Inconsistent behavior for ufuncs in Numpy v1.10.X

jsolbrig · 2016-01-26T17:50:08Z

I am copying this from a discussion on the mailing list.

I am attempting to subclass numpy.ma.MaskedArray. I am currently using Python v2.7.10. The problem discussed below does not occur in Numpy v1.9.2, but does occur in all versions of Numpy v1.10.x including v1.10.4.
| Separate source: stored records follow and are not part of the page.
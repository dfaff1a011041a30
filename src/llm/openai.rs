use async_trait::async_trait;
use reqwest::Client;
use serde::{Deserialize, Serialize};
use serde_json::{Value, json};
use tracing::debug;

use crate::content::{FileRef, ImageRef, Message, Role, ToolCall};
use crate::error::ProviderError;
use crate::llm::format::effective_role;
use crate::llm::http::{build_client, send_json};
use crate::llm::{
    ChatModel, CompletionRequest, CompletionResult, MessageFormatter, ProviderKind,
    ResponseFormat, TokenUsage, ToolChoice, ToolDeclarationBuilder,
};
use crate::tools::{HostedToolKind, validate_schema};

pub(crate) const DEFAULT_API_BASE_URL: &str = "https://api.openai.com/v1";

/// Runtime configuration shared by [`OpenAiChatModel`] and
/// [`OpenAiResponsesModel`](crate::llm::OpenAiResponsesModel).
#[derive(Debug, Clone)]
pub struct OpenAiModelConfig {
    /// Bearer API key.
    pub api_key: String,
    /// Model id (for example `gpt-4.1`).
    pub model: String,
    /// Optional base URL override for proxies or compatible endpoints.
    pub api_base_url: Option<String>,
    pub temperature: Option<f32>,
    pub top_p: Option<f32>,
    /// Maximum output tokens per call.
    pub max_output_tokens: Option<u32>,
    /// Whole-request HTTP timeout.
    pub request_timeout_ms: Option<u64>,
}

impl OpenAiModelConfig {
    pub fn new(api_key: impl Into<String>, model: impl Into<String>) -> Self {
        Self {
            api_key: api_key.into(),
            model: model.into(),
            api_base_url: None,
            temperature: None,
            top_p: None,
            max_output_tokens: Some(4096),
            request_timeout_ms: Some(600_000),
        }
    }

    pub fn with_api_base_url(mut self, api_base_url: impl Into<String>) -> Self {
        self.api_base_url = Some(api_base_url.into());
        self
    }

    pub fn with_temperature(mut self, temperature: f32) -> Self {
        self.temperature = Some(temperature);
        self
    }

    pub(crate) fn endpoint(&self, path: &str) -> String {
        let base = self
            .api_base_url
            .as_deref()
            .unwrap_or(DEFAULT_API_BASE_URL)
            .trim_end_matches('/');
        format!("{base}/{path}")
    }
}

#[derive(Debug, Clone, Copy, Default)]
pub struct OpenAiChatFormatter;

impl MessageFormatter for OpenAiChatFormatter {
    fn provider(&self) -> ProviderKind {
        ProviderKind::OpenAiChat
    }

    fn format_text(&self, _role: Role, text: &str) -> Result<Value, ProviderError> {
        Ok(json!({"type": "text", "text": text}))
    }

    fn format_image(&self, _role: Role, image: &ImageRef) -> Result<Value, ProviderError> {
        Ok(json!({
            "type": "image_url",
            "image_url": {"url": image.source.to_uri()}
        }))
    }

    fn format_file(&self, _role: Role, file: &FileRef) -> Result<Value, ProviderError> {
        if file.source.is_url() {
            return Err(ProviderError::unsupported(
                self.provider(),
                "URL-sourced files; send inline bytes or use the responses API",
            ));
        }

        let mut payload = json!({"file_data": file.source.to_uri()});
        if let Some(filename) = &file.filename {
            payload["filename"] = json!(filename);
        }
        Ok(json!({"type": "file", "file": payload}))
    }

    fn format_message(&self, message: &Message) -> Result<Vec<Value>, ProviderError> {
        let role = effective_role(message);

        if role == Role::Tool {
            return Ok(vec![json!({
                "role": "tool",
                "tool_call_id": message.tool_call_id,
                "content": message.text(),
            })]);
        }

        let mut converted = json!({"role": role.as_str()});
        if !message.content.is_empty() {
            converted["content"] = Value::Array(self.format_content(message)?);
        }

        if role == Role::Assistant && !message.tool_calls.is_empty() {
            converted["tool_calls"] = message
                .tool_calls
                .iter()
                .map(|call| {
                    json!({
                        "id": call.id,
                        "type": "function",
                        "function": {
                            "name": call.name,
                            "arguments": call.arguments.to_string(),
                        }
                    })
                })
                .collect();
        }

        Ok(vec![converted])
    }
}

#[derive(Debug, Clone, Copy, Default)]
pub struct OpenAiChatTools;

impl ToolDeclarationBuilder for OpenAiChatTools {
    fn provider(&self) -> ProviderKind {
        ProviderKind::OpenAiChat
    }

    fn supports_structured_output(&self) -> bool {
        true
    }

    fn function_declaration(&self, name: &str, description: &str, parameters: &Value) -> Value {
        json!({
            "type": "function",
            "function": {
                "name": name,
                "description": description,
                "parameters": parameters,
                "strict": true,
            }
        })
    }

    fn hosted_tool(&self, kind: HostedToolKind) -> Result<Value, ProviderError> {
        Err(ProviderError::unsupported(
            self.provider(),
            format!(
                "provider-managed tool `{kind}`; the chat completions API has no hosted tools, use OpenAiResponsesModel instead"
            ),
        ))
    }
}

#[derive(Debug, Clone)]
/// OpenAI chat completions adapter implementing [`ChatModel`].
pub struct OpenAiChatModel {
    client: Client,
    config: OpenAiModelConfig,
    formatter: OpenAiChatFormatter,
    tools: OpenAiChatTools,
}

impl OpenAiChatModel {
    pub fn new(config: OpenAiModelConfig) -> Result<Self, ProviderError> {
        let client = build_client(ProviderKind::OpenAiChat, config.request_timeout_ms)?;
        Ok(Self {
            client,
            config,
            formatter: OpenAiChatFormatter,
            tools: OpenAiChatTools,
        })
    }
}

#[async_trait]
impl ChatModel for OpenAiChatModel {
    fn provider(&self) -> ProviderKind {
        ProviderKind::OpenAiChat
    }

    async fn invoke(&self, request: &CompletionRequest) -> Result<CompletionResult, ProviderError> {
        let body = build_request(request, &self.config, &self.formatter, &self.tools)?;

        debug!(
            provider = %self.provider(),
            model = %self.config.model,
            messages = body.messages.len(),
            tools = body.tools.as_ref().map_or(0, Vec::len),
            "sending chat completion"
        );

        let response = send_json::<ChatCompletionResponse>(
            self.provider(),
            self.client
                .post(self.config.endpoint("chat/completions"))
                .bearer_auth(&self.config.api_key)
                .json(&body),
        )
        .await?;

        normalize_response(response)
    }
}

#[derive(Debug, Serialize)]
struct ChatCompletionRequest {
    model: String,
    messages: Vec<Value>,
    #[serde(skip_serializing_if = "Option::is_none")]
    tools: Option<Vec<Value>>,
    #[serde(skip_serializing_if = "Option::is_none")]
    tool_choice: Option<Value>,
    #[serde(skip_serializing_if = "Option::is_none")]
    response_format: Option<Value>,
    #[serde(skip_serializing_if = "Option::is_none")]
    temperature: Option<f32>,
    #[serde(skip_serializing_if = "Option::is_none")]
    top_p: Option<f32>,
    #[serde(skip_serializing_if = "Option::is_none")]
    max_completion_tokens: Option<u32>,
}

fn build_request(
    request: &CompletionRequest,
    config: &OpenAiModelConfig,
    formatter: &OpenAiChatFormatter,
    tools: &OpenAiChatTools,
) -> Result<ChatCompletionRequest, ProviderError> {
    let wire = formatter.format(&request.messages)?;

    let mut messages = Vec::with_capacity(wire.messages.len() + 1);
    if let Some(system_prompt) = request.system_prompt.as_deref().filter(|s| !s.is_empty()) {
        messages.push(json!({
            "role": "system",
            "content": [formatter.format_text(Role::System, system_prompt)?],
        }));
    }
    messages.extend(wire.messages);

    if messages.is_empty() {
        return Err(ProviderError::invalid_model_input(
            "messages",
            "at least one message is required",
        ));
    }

    let declarations = tools.build(request)?;
    let tool_choice = if declarations.is_empty() {
        None
    } else {
        Some(match &request.tool_choice {
            ToolChoice::Auto => json!("auto"),
            ToolChoice::Required => json!("required"),
            ToolChoice::None => json!("none"),
            ToolChoice::Tool(name) => json!({"type": "function", "function": {"name": name}}),
        })
    };

    let response_format = match &request.response_format {
        ResponseFormat::Text => None,
        ResponseFormat::Json { name, schema } => {
            validate_schema(schema)?;
            Some(json!({
                "type": "json_schema",
                "json_schema": {"name": name, "schema": schema, "strict": true}
            }))
        }
    };

    Ok(ChatCompletionRequest {
        model: config.model.clone(),
        messages,
        tools: if declarations.is_empty() {
            None
        } else {
            Some(declarations)
        },
        tool_choice,
        response_format,
        temperature: config.temperature,
        top_p: config.top_p,
        max_completion_tokens: config.max_output_tokens,
    })
}

#[derive(Debug, Deserialize)]
struct ChatCompletionResponse {
    #[serde(default)]
    choices: Vec<ChatChoice>,
    usage: Option<ChatUsage>,
}

#[derive(Debug, Deserialize)]
struct ChatChoice {
    message: Option<ChatAssistantMessage>,
}

#[derive(Debug, Deserialize)]
struct ChatAssistantMessage {
    content: Option<String>,
    #[serde(default)]
    tool_calls: Vec<ChatToolCall>,
    #[serde(default)]
    refusal: Option<String>,
}

#[derive(Debug, Deserialize)]
struct ChatToolCall {
    id: String,
    function: ChatToolCallFunction,
}

#[derive(Debug, Deserialize)]
struct ChatToolCallFunction {
    name: String,
    arguments: String,
}

#[derive(Debug, Deserialize)]
struct ChatUsage {
    prompt_tokens: Option<u32>,
    completion_tokens: Option<u32>,
    total_tokens: Option<u32>,
}

fn normalize_response(response: ChatCompletionResponse) -> Result<CompletionResult, ProviderError> {
    let provider = ProviderKind::OpenAiChat;
    let choice = response
        .choices
        .into_iter()
        .next()
        .ok_or_else(|| ProviderError::vendor(provider, "response missing choices"))?;

    let message = choice
        .message
        .ok_or_else(|| ProviderError::vendor(provider, "response missing choice message"))?;

    if let Some(refusal) = message.refusal.filter(|text| !text.is_empty()) {
        return Err(ProviderError::vendor(
            provider,
            format!("model refused: {refusal}"),
        ));
    }

    let tool_calls = message
        .tool_calls
        .into_iter()
        .map(|call| decode_tool_call(provider, call.id, call.function.name, &call.function.arguments))
        .collect::<Result<Vec<_>, _>>()?;

    let token_usage = response
        .usage
        .map(|usage| {
            let mut token_usage = TokenUsage::new(
                usage.prompt_tokens.unwrap_or(0),
                usage.completion_tokens.unwrap_or(0),
            );
            if let Some(total) = usage.total_tokens {
                token_usage.total = total;
            }
            token_usage
        })
        .unwrap_or_default();

    Ok(CompletionResult {
        raw_text: message.content.unwrap_or_default(),
        token_usage,
        tool_calls,
        thinking: None,
    })
}

/// Native tool-call arguments arrive as a JSON string.
pub(crate) fn decode_tool_call(
    provider: ProviderKind,
    id: String,
    name: String,
    arguments: &str,
) -> Result<ToolCall, ProviderError> {
    let arguments = if arguments.trim().is_empty() {
        json!({})
    } else {
        serde_json::from_str::<Value>(arguments).map_err(|err| {
            ProviderError::vendor(
                provider,
                format!("tool call arguments for '{name}' are not valid JSON: {err}"),
            )
        })?
    };

    Ok(ToolCall {
        id,
        name,
        arguments,
    })
}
Using mathematical operators on my subclass behaves differently than using the analogous ufunc. When using the ufunc directly (e.g. np.subtract(arr1,
arr2)), array_prepare, array_finalize, and array_wrap are all called as expected, however, when using the symbolic operator (e.g. arr1-arr2) only array_finalize is called. As a consequence, I lose any information stored in arr._optinfo when a mathematical operator is used.
Here is a code snippet that illustrates the issue.

#!/bin/env python

import numpy as np
from numpy.ma import MaskedArray, nomask

class InfoArray(MaskedArray):
    def __new__(cls, info=None, data=None, mask=nomask, dtype=None, 
                copy=False, subok=True, ndmin=0, fill_value=None,
                keep_mask=True, hard_mask=None, shrink=True, **kwargs):
        obj = super(InfoArray, cls).__new__(cls, data=data, mask=mask,
                      dtype=dtype, copy=copy, subok=subok, ndmin=ndmin, 
                      fill_value=fill_value, hard_mask=hard_mask,
                      shrink=shrink, **kwargs)
        obj._optinfo['info'] = info
        return obj

    def __array_prepare__(self, out, context=None):
        print '__array_prepare__'
        return super(InfoArray, self).__array_prepare__(out, context)

    def __array_wrap__(self, out, context=None):
        print '__array_wrap__'
        return super(InfoArray, self).__array_wrap__(out, context)

    def __array_finalize__(self, obj):
        print '__array_finalize__'
        return super(InfoArray, self).__array_finalize__(obj)

if __name__ == "__main__":
    arr1 = InfoArray('test', data=[1,2,3,4,5,6])
    arr2 = InfoArray(data=[0,1,2,3,4,5])

    diff1 = np.subtract(arr1, arr2)
    print diff1._optinfo

    diff2 = arr1-arr2
    print diff2._optinfo

If run, the output looks like this:

$ python test_ma_sub.py 
#Call to np.subtract(arr1, arr2) here
__array_finalize__
__array_finalize__
__array_prepare__
__array_finalize__
__array_wrap__
__array_finalize__
{'info': 'test'}
#Executing arr1-arr2 here
__array_finalize__
{}

Currently I have simply downgraded to 1.9.2 to solve the problem for myself, but have been having difficulty figuring out where the difference lies between 1.9.2 and 1.10.0.

The text was updated successfully, but these errors were encountered:

charris · 2016-01-26T18:08:59Z

Looks like 3c6b6ba is the problem commit.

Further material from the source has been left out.